---------- The data

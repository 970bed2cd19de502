mod discovery;
mod launch;
mod send;
mod watch;

use cdp::{Browser, Connection, ConnectionOptions, TargetInfo};
use serde::Serialize;
use tracing::debug;

use crate::cli::{Cli, Commands};
use crate::error::{CliError, Result};
use crate::output::{self, CommandResult, OutputFormat};

pub async fn dispatch(cli: Cli) -> Result<()> {
	let endpoint = cli.endpoint();
	let format = cli.format;
	let name = cli.command.name();

	match cli.command {
		Commands::Version => discovery::version(&endpoint, format).await,
		Commands::Tabs { all } => discovery::tabs(&endpoint, all, format).await,
		Commands::Open { url } => discovery::open(&endpoint, &url, format).await,
		Commands::Close { id } => discovery::close(&endpoint, &id, name, format).await,
		Commands::Activate { id } => discovery::activate(&endpoint, &id, name, format).await,
		Commands::Send {
			method,
			params,
			target,
			timeout,
		} => send::execute(&endpoint, &method, params.as_deref(), target.as_deref(), timeout, format).await,
		Commands::Watch {
			events,
			target,
			count,
			no_enable,
		} => watch::execute(&endpoint, &events, target.as_deref(), count, !no_enable, format).await,
		Commands::Launch {
			executable,
			workdir,
			headless,
			flags,
			log_file,
		} => {
			let args = launch::LaunchArgs {
				host: cli.host,
				port: cli.port,
				executable,
				workdir,
				headless,
				flags,
				log_file,
			};
			launch::execute(args, format).await
		}
	}
}

fn emit<T: Serialize>(command: &str, data: T, format: OutputFormat) {
	output::print_result(&CommandResult::success(command, data), format);
}

/// Attaches to `endpoint` and connects to `target`, or to the first page
/// when no id is given.
async fn connect(
	endpoint: &str,
	target: Option<&str>,
	options: ConnectionOptions,
) -> Result<(Browser, TargetInfo, Connection)> {
	let browser = Browser::attach(endpoint).await?.with_connection_options(options);
	let (info, connection) = match target {
		Some(id) => {
			let info = browser
				.targets()
				.await?
				.into_iter()
				.find(|t| t.id == id)
				.ok_or_else(|| CliError::TargetNotFound(id.to_string()))?;
			let connection = browser.connect(&info).await?;
			(info, connection)
		}
		None => {
			let tab = browser.first_tab().await?;
			let connection = tab.connection().clone();
			(tab.info, connection)
		}
	};
	debug!(target = %info.id, url = %info.url, "connected");
	Ok((browser, info, connection))
}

--------------------

* **Exercise instructions**: Look above for lines with the word "count" and copy them all.

* **Exercise result**:
			count,
		} => watch::execute(&endpoint, &events, target.as_deref(), count, !no_enable, format).await,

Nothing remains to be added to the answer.